But every In-N-Out I've ever been to has a line out the door. Taco Bell may have a larger menu but I doubt they have anywhere near the per-store revenues or profit margin of an In-N-Out.
> But every In-N-Out I've ever been to has a line out the door.
That could also be explained by the fact that there are far less In-N-Out locations than Taco Bell, so one store has to handle demand from over a larger area than Taco Bells.
If In-N-Out has the same density of locations as a Taco Bell, the per-store revenues will be quite different.
Sure but lets put it in context of this article. If I were looking to open one fast food franchise, I'd much rather be in the In-N-Out, do one thing well camp then Taco Bell's give them anything world.
(this isn't to say Taco Bell's business is poor, I'd just rather do what In-N-Out does)
Taco Bell is also pretty successful, and that contradicts the article. Other contradictory examples are Olive Garden and The Cheesecake Factory, both of which have extensive menus and are wildly succesful, the latter also having the same scarcity dynamics and lines as In-N-Out.
Articles like this are annoying. There are multiple ways to success, and presenting one as clearly better than others when there are so many counterexamples is disingenuous.

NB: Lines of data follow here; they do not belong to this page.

//! Risk-free rate curve
//!
//! A date-indexed lookup with no interpolation: a date absent from the curve
//! has no rate.

use chrono::NaiveDate;
use serde::{Deserialize, Serialize};
use std::collections::BTreeMap;

use super::{HedgeError, HedgeResult};

/// One (date, rate) point as delivered by the data layer
#[derive(Debug, Clone, Copy, PartialEq, Serialize, Deserialize)]
pub struct RatePoint {
    pub date: NaiveDate,
    /// Continuously-compounded annual rate, e.g. 0.045; `null` reads as NaN
    #[serde(with = "super::option::missing_as_null")]
    pub rate: f64,
}

/// Risk-free rates keyed by date, unique by date
///
/// Serialized as a list of points; deserializing goes through [`RateCurve::new`].
#[derive(Debug, Clone, PartialEq, Serialize, Deserialize)]
#[serde(try_from = "Vec<RatePoint>", into = "Vec<RatePoint>")]
pub struct RateCurve {
    rates: BTreeMap<NaiveDate, f64>,
}

impl RateCurve {
    /// Build a curve, rejecting empty input and duplicate dates
    pub fn new(points: impl IntoIterator<Item = RatePoint>) -> HedgeResult<Self> {
        let mut rates = BTreeMap::new();
        for point in points {
            if rates.insert(point.date, point.rate).is_some() {
                return Err(HedgeError::config(format!(
                    "duplicate rate curve date {}",
                    point.date
                )));
            }
        }

        if rates.is_empty() {
            return Err(HedgeError::config("rate curve is empty"));
        }

        Ok(Self { rates })
    }

    /// Rate observed on `date`, if any
    pub fn rate_on(&self, date: NaiveDate) -> Option<f64> {
        self.rates.get(&date).copied().filter(|r| r.is_finite())
    }

    pub fn len(&self) -> usize {
        self.rates.len()
    }

    pub fn is_empty(&self) -> bool {
        self.rates.is_empty()
    }

    /// First and last dates covered
    pub fn span(&self) -> Option<(NaiveDate, NaiveDate)> {
        let first = self.rates.keys().next()?;
        let last = self.rates.keys().next_back()?;
        Some((*first, *last))
    }
}

impl TryFrom<Vec<RatePoint>> for RateCurve {
    type Error = HedgeError;

    fn try_from(points: Vec<RatePoint>) -> HedgeResult<Self> {
        Self::new(points)
    }
}

impl From<RateCurve> for Vec<RatePoint> {
    fn from(curve: RateCurve) -> Self {
        curve
            .rates
            .into_iter()
            .map(|(date, rate)| RatePoint { date, rate })
            .collect()
    }
}
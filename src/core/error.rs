//! Error types for the hedging backtester
//!
//! Only fatal conditions live here. An observation whose implied vol cannot be
//! solved, or a simulation that cannot run, is reported as missing/skipped data
//! rather than as an error.

use thiserror::Error;

#[derive(Error, Debug)]
pub enum HedgeError {
    #[error("Data error: {0}")]
    Data(String),

    #[error("Invalid input: {0}")]
    InvalidInput(String),

    #[error("Configuration error: {0}")]
    Config(String),

    #[error("IO error: {0}")]
    IO(#[from] std::io::Error),

    #[error("Serialization error: {0}")]
    Serialization(String),
}

pub type HedgeResult<T> = Result<T, HedgeError>;

impl HedgeError {
    pub fn data(msg: impl Into<String>) -> Self {
        Self::Data(msg.into())
    }

    pub fn invalid_input(msg: impl Into<String>) -> Self {
        Self::InvalidInput(msg.into())
    }

    pub fn config(msg: impl Into<String>) -> Self {
        Self::Config(msg.into())
    }
}

impl From<serde_json::Error> for HedgeError {
    fn from(e: serde_json::Error) -> Self {
        Self::Serialization(e.to_string())
    }
}
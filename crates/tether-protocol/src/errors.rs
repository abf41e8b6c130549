//! Error types for message validation and encoding.

use thiserror::Error;

use crate::MessageKind;

/// Reasons a raw line or JSON value was rejected.
///
/// Each variant names the field at fault so the daemon can log and report a
/// precise reason back to the peer.
#[derive(Debug, Clone, PartialEq, Eq, Error)]
pub enum ValidationError {
    /// The line was empty or not valid JSON.
    #[error("malformed message: {message}")]
    Malformed {
        /// Parser diagnostic.
        message: String,
    },
    /// The top-level JSON value was not an object.
    #[error("message must be a JSON object")]
    NotAnObject,
    /// The `type` field named a kind outside the closed set.
    #[error("unknown message type '{value}'")]
    UnknownKind {
        /// Offending value.
        value: String,
    },
    /// A required field was absent.
    #[error("missing required field '{field}'")]
    MissingField {
        /// Kind being validated, when already known.
        kind: Option<MessageKind>,
        /// Wire name of the absent field.
        field: &'static str,
    },
    /// A field was present but had the wrong shape.
    #[error("field '{field}' must be {expected}")]
    InvalidField {
        /// Kind being validated, when already known.
        kind: Option<MessageKind>,
        /// Wire name of the offending field.
        field: &'static str,
        /// Human-readable description of the accepted shape.
        expected: &'static str,
    },
    /// A field that the kind does not define was present.
    #[error("unexpected field '{field}' for message type '{kind}'")]
    UnknownField {
        /// Kind being validated.
        kind: MessageKind,
        /// Wire name of the extra field.
        field: String,
    },
}

impl ValidationError {
    /// Returns the wire name of the field at fault, if any.
    #[must_use]
    pub fn field(&self) -> Option<&str> {
        match self {
            Self::MissingField { field, .. } | Self::InvalidField { field, .. } => Some(field),
            Self::UnknownField { field, .. } => Some(field.as_str()),
            Self::UnknownKind { .. } => Some("type"),
            Self::Malformed { .. } | Self::NotAnObject => None,
        }
    }

    /// Returns the message kind the failure relates to, if known.
    #[must_use]
    pub fn kind(&self) -> Option<MessageKind> {
        match self {
            Self::MissingField { kind, .. } | Self::InvalidField { kind, .. } => *kind,
            Self::UnknownField { kind, .. } => Some(*kind),
            Self::Malformed { .. } | Self::NotAnObject | Self::UnknownKind { .. } => None,
        }
    }

    pub(crate) fn malformed(message: impl Into<String>) -> Self {
        Self::Malformed {
            message: message.into(),
        }
    }
}

/// Failures while encoding a message for the wire.
#[derive(Debug, Error)]
pub enum ProtocolError {
    /// Serialising the message to JSON failed.
    #[error("failed to encode message: {0}")]
    Encode(#[from] serde_json::Error),
    /// The encoded line exceeds [`crate::MAX_LINE_BYTES`].
    #[error("encoded message is {size} bytes, above the {max_size} byte limit")]
    TooLarge {
        /// Encoded size in bytes.
        size: usize,
        /// Configured limit.
        max_size: usize,
    },
}
//! Request handler that holds requests open on demand.

use std::sync::{Condvar, Mutex};

use serde_json::Value;

use crate::server::{HandlerError, RequestHandler};

/// Handler that parks every request until released.
#[derive(Default)]
pub struct GateHandler {
    open: Mutex<bool>,
    opened: Condvar,
}

impl GateHandler {
    pub fn release(&self) {
        *self.open.lock().expect("gate") = true;
        self.opened.notify_all();
    }
}

impl RequestHandler for GateHandler {
    fn handle(&self, payload: Value, _client_id: &str) -> Result<Value, HandlerError> {
        let mut open = self.open.lock().expect("gate");
        while !*open {
            open = self.opened.wait(open).expect("gate");
        }
        Ok(payload)
    }
}
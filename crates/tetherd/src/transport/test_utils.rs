//! Test helpers for the transport module.

use std::sync::{
    Arc,
    atomic::{AtomicUsize, Ordering},
};

use super::{ConnectionHandler, ConnectionStream};

/// Counts accepted connections and drops them immediately.
pub(crate) struct CountingHandler {
    count: Arc<AtomicUsize>,
}

impl CountingHandler {
    pub(crate) fn new() -> (Arc<AtomicUsize>, Arc<Self>) {
        let count = Arc::new(AtomicUsize::new(0));
        let handler = Arc::new(Self {
            count: Arc::clone(&count),
        });
        (count, handler)
    }
}

impl ConnectionHandler for CountingHandler {
    fn handle(&self, _stream: ConnectionStream) {
        self.count.fetch_add(1, Ordering::SeqCst);
    }
}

In-N-Out has a simple menu, above average ingredient quality, and treats their workers pretty well. All great qualities. But it's pretty evident, especially when it comes to food, that you can be bad in all those areas and still be successful, and perhaps even outcompete those who are better than you, if you focus on price and consistency, even if the thing you're consistent at is being mediocre.